The antibody reacts with Mr 135 000 PECAM-1 polypeptide from leukocytes and endothelial cells. Detects all endothelial cells in breast. Shows erythroid differentiation in human leukemic cells.
Immunogen
Monoclonal antibody to PECAM-1 is derived from the hybridoma produced by fusion between myeloma cells and Balb/c spleen cells. Ulex Europaeus-agglutinin-I reactive glycoproteins from cultured human umbilical vein endothelial cells isolated by lecitin-affinity chromatography were used as immunogen
PECAM-1 (CE6) monoclonal antibody against PECAM-1 was produced to characterize human leukemic cells. PECAM-1 is typically an antigen that is shared by both endothelial and distinct hematopoietic cells.
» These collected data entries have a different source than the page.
//! Resource value types: `RSpec`, `ISpec`, `IPolicy`, `DynUtil`, `DiskTemplate`.

use crate::errors::CoreError;

#[cfg(feature = "serde")]
use serde::{Deserialize, Serialize};

/// A resource triple: CPU count, memory (MiB), disk (MiB).
#[derive(Clone, Copy, Debug, Default, Eq, PartialEq, Ord, PartialOrd)]
#[cfg_attr(feature = "serde", derive(Serialize, Deserialize))]
pub struct RSpec {
    pub cpu: u32,
    pub mem_mib: u64,
    pub disk_mib: u64,
}

impl RSpec {
    pub fn new(cpu: u32, mem_mib: u64, disk_mib: u64) -> Self {
        RSpec { cpu, mem_mib, disk_mib }
    }
}

/// An `RSpec` plus disk-count, NIC-count, and spindle-use; used in policy
/// min/std/max triples.
#[derive(Clone, Copy, Debug, Default, Eq, PartialEq)]
#[cfg_attr(feature = "serde", derive(Serialize, Deserialize))]
pub struct ISpec {
    pub rspec: RSpec,
    pub disk_count: u32,
    pub nic_count: u32,
    pub spindle_use: u32,
}

impl ISpec {
    pub fn new(rspec: RSpec, disk_count: u32, nic_count: u32, spindle_use: u32) -> Self {
        ISpec { rspec, disk_count, nic_count, spindle_use }
    }

    /// The six fields considered by `spec_matches` , in a fixed order.
    fn fields(&self) -> [u64; 6] {
        [
            self.rspec.cpu as u64,
            self.rspec.mem_mib,
            self.rspec.disk_mib,
            self.disk_count as u64,
            self.nic_count as u64,
            self.spindle_use as u64,
        ]
    }
}

/// Disk template tag.
#[derive(Clone, Copy, Debug, Eq, PartialEq, Ord, PartialOrd, Hash)]
#[cfg_attr(feature = "serde", derive(Serialize, Deserialize))]
#[cfg_attr(feature = "serde", serde(rename_all = "kebab-case"))]
pub enum DiskTemplate {
    Diskless,
    Plain,
    Drbd,
    File,
    SharedFile,
    Block,
    Rbd,
    Ext,
}

impl DiskTemplate {
    pub const ALL: [DiskTemplate; 8] = [
        DiskTemplate::Diskless,
        DiskTemplate::Plain,
        DiskTemplate::Drbd,
        DiskTemplate::File,
        DiskTemplate::SharedFile,
        DiskTemplate::Block,
        DiskTemplate::Rbd,
        DiskTemplate::Ext,
    ];

    pub fn as_str(self) -> &'static str {
        match self {
            DiskTemplate::Diskless => "diskless",
            DiskTemplate::Plain => "plain",
            DiskTemplate::Drbd => "drbd",
            DiskTemplate::File => "file",
            DiskTemplate::SharedFile => "shared-file",
            DiskTemplate::Block => "block",
            DiskTemplate::Rbd => "rbd",
            DiskTemplate::Ext => "ext",
        }
    }

    pub fn parse(s: &str) -> Result<Self, CoreError> {
        Self::ALL
.into_iter()
.find(|t| t.as_str() == s)
.ok_or(CoreError::UnknownDiskTemplate)
    }
}

impl std::fmt::Display for DiskTemplate {
    fn fmt(&self, f: &mut std::fmt::Formatter<'_>) -> std::fmt::Result {
        f.write_str(self.as_str())
    }
}

/// Triple of `ISpec` (min, std, max), allowed disk templates, overcommit
/// ratios.
#[derive(Clone, Debug)]
#[cfg_attr(feature = "serde", derive(Serialize, Deserialize))]
pub struct IPolicy {
    pub min: ISpec,
    pub std: ISpec,
    pub max: ISpec,
    pub disk_templates: Vec<DiskTemplate>,
    /// VCPU-overcommit ratio; must be >= 1.0.
    pub vcpu_ratio: f64,
    /// Spindle ratio; must be > 0.
    pub spindle_ratio: f64,
}

impl IPolicy {
    pub fn new(min: ISpec, std: ISpec, max: ISpec, disk_templates: Vec<DiskTemplate>, vcpu_ratio: f64, spindle_ratio: f64) -> Result<Self, CoreError> {
        if vcpu_ratio < 1.0 {
            return Err(CoreError::InvalidPolicy("vcpu_ratio must be >= 1.0"));
        }
        if spindle_ratio <= 0.0 {
            return Err(CoreError::InvalidPolicy("spindle_ratio must be > 0"));
        }
        Ok(IPolicy { min, std, max, disk_templates, vcpu_ratio, spindle_ratio })
    }

    /// True iff every field of `spec` lies within `self.min()`/`self.max()`,
    /// inclusive.
    pub fn spec_matches(&self, spec: &ISpec) -> bool {
        let lo = self.min.fields();
        let hi = self.max.fields();
        let v = spec.fields();
        (0..6).all(|i| v[i] >= lo[i] && v[i] <= hi[i])
    }

    pub fn allows_template(&self, t: DiskTemplate) -> bool {
        self.disk_templates.contains(&t)
    }
}

/// Four non-negative weights describing relative dynamic load. Addition
/// and subtraction are componentwise.
#[derive(Clone, Copy, Debug, Default, PartialEq)]
#[cfg_attr(feature = "serde", derive(Serialize, Deserialize))]
pub struct DynUtil {
    pub cpu: f64,
    pub mem: f64,
    pub disk: f64,
    pub net: f64,
}

impl DynUtil {
    pub fn new(cpu: f64, mem: f64, disk: f64, net: f64) -> Self {
        DynUtil { cpu, mem, disk, net }
    }

    pub fn zero() -> Self {
        DynUtil::default()
    }
}

impl std::ops::Add for DynUtil {
    type Output = DynUtil;
    fn add(self, rhs: DynUtil) -> DynUtil {
        DynUtil {
            cpu: self.cpu + rhs.cpu,
            mem: self.mem + rhs.mem,
            disk: self.disk + rhs.disk,
            net: self.net + rhs.net,
        }
    }
}

impl std::ops::Sub for DynUtil {
    type Output = DynUtil;
    fn sub(self, rhs: DynUtil) -> DynUtil {
        DynUtil {
            cpu: self.cpu - rhs.cpu,
            mem: self.mem - rhs.mem,
            disk: self.disk - rhs.disk,
            net: self.net - rhs.net,
        }
    }
}

#[cfg(test)]
mod tests {
    use super::*;

    fn spec(cpu: u32, mem: u64, disk: u64) -> ISpec {
        ISpec::new(RSpec::new(cpu, mem, disk), 1, 1, 1)
    }

    #[test]
    fn spec_matches_within_bounds() {
        let pol = IPolicy::new(
            spec(1, 128, 1024),
            spec(1, 1024, 10240),
            spec(8, 16384, 102400),
            vec![DiskTemplate::Plain, DiskTemplate::Drbd],
            4.0,
            1.0,
        )
.unwrap();
        assert!(pol.spec_matches(&spec(2, 2048, 20480)));
        assert!(!pol.spec_matches(&spec(16, 2048, 20480)));
        assert!(!pol.spec_matches(&spec(2, 64, 20480)));
    }

    #[test]
    fn dyn_util_componentwise() {
        let a = DynUtil::new(1.0, 2.0, 3.0, 4.0);
        let b = DynUtil::new(0.5, 0.5, 0.5, 0.5);
        let sum = a + b;
        assert_eq!(sum.cpu, 1.5);
        let diff = a - b;
        assert_eq!(diff.net, 3.5);
    }

    #[test]
    fn disk_template_roundtrip() {
        for t in DiskTemplate::ALL {
            assert_eq!(DiskTemplate::parse(t.as_str()).unwrap(), t);
        }
        assert!(DiskTemplate::parse("bogus").is_err());
    }
}
//! The greedy balancer : repeatedly apply the single
//! lowest-scoring legal move until one of four termination conditions fires,
//! in this fixed order.

use hbal_algo::moves::{apply_move, candidate_moves, MoveOptions, MoveOutcome};
use hbal_algo::score::compute_score;
use hbal_core::{ClusterData, Idx, Move, Placement};

/// Tunables for the greedy loop (flags `-G`/`-l`/`-g`).
#[derive(Clone, Debug)]
pub struct BalanceOptions {
    pub moves: MoveOptions,
    /// Stop once the running score drops to or below this value.
    pub min_score: f64,
    /// Stop once this many placements have been produced.
    pub max_length: Option<usize>,
    /// Minimum absolute score improvement a move must buy once the running
    /// score is already below `min_gain_limit`.
    pub min_gain: f64,
    pub min_gain_limit: f64,
}

impl Default for BalanceOptions {
    fn default() -> Self {
        BalanceOptions {
            moves: MoveOptions::default(),
            min_score: 1e-9,
            max_length: None,
            min_gain: 0.01,
            min_gain_limit: 1.0,
        }
    }
}

#[derive(Clone, Debug)]
pub struct BalanceResult {
    pub placements: Vec<Placement>,
    pub final_cluster: ClusterData,
    pub initial_score: f64,
    pub final_score: f64,
}

/// Lowest-scoring move across every movable instance, ascending instance
/// index then ascending ordinal/target within an instance (both already
/// guaranteed by `candidate_moves`'s enumeration order), so the first
/// strictly-lower score found is always the tie-break winner.
fn best_candidate(cluster: &ClusterData, opts: &MoveOptions) -> Option<(Idx, Move, MoveOutcome, f64)> {
    let mut best: Option<(f64, Idx, Move, MoveOutcome)> = None;
    for inst in cluster.instances.elems() {
        if !inst.movable {
            continue;
        }
        for mv in candidate_moves(cluster, inst, opts) {
            let Ok(outcome) = apply_move(cluster, inst.idx, mv, opts) else {
                continue;
            };
            let score = compute_score(&outcome.cluster);
            let better = match &best {
                None => true,
                Some((bs,..)) => score < *bs,
            };
            if better {
                best = Some((score, inst.idx, mv, outcome));
            }
        }
    }
    best.map(|(score, idx, mv, outcome)| (idx, mv, outcome, score))
}

/// Run the greedy balancer to completion.
pub fn balance(cluster: &ClusterData, opts: &BalanceOptions) -> BalanceResult {
    let mut cluster = cluster.clone();
    let mut score = compute_score(&cluster);
    let initial_score = score;
    let mut placements = Vec::new();

    loop {
        if score <= opts.min_score {
            break;
        }
        if let Some(max) = opts.max_length {
            if placements.len() >= max {
                break;
            }
        }
        let Some((inst_idx, mv, outcome, new_score)) = best_candidate(&cluster, &opts.moves)
        else {
            break;
        };
        if new_score >= score {
            break;
        }
        let gain = score - new_score;
        if gain < opts.min_gain && score < opts.min_gain_limit {
            break;
        }

        placements.push(Placement::new(inst_idx, outcome.new_primary, outcome.new_secondary, mv, new_score));
        cluster = outcome.cluster;
        score = new_score;
    }

    BalanceResult { placements, final_cluster: cluster, initial_score, final_score: score }
}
It is widely expressed among leukocytes and functions as cell adhesion molecule for these cells. PECAM-1 reactivity can be interpreted as a further evidence for megakaryocytic nature of distinct cell lines has been shown. However, a new useful application for this monoclonal antibody appears to be its very high reactivity against human endothelial cells. A recent review article states that in contrast to other applied endothelial markers, for instance PAL-E monoclonal antibody to endothelial cells and antibodies to factor VIII-related antigen, CE6 monoclonal antibody, reacts with all endothelial cells in human breast.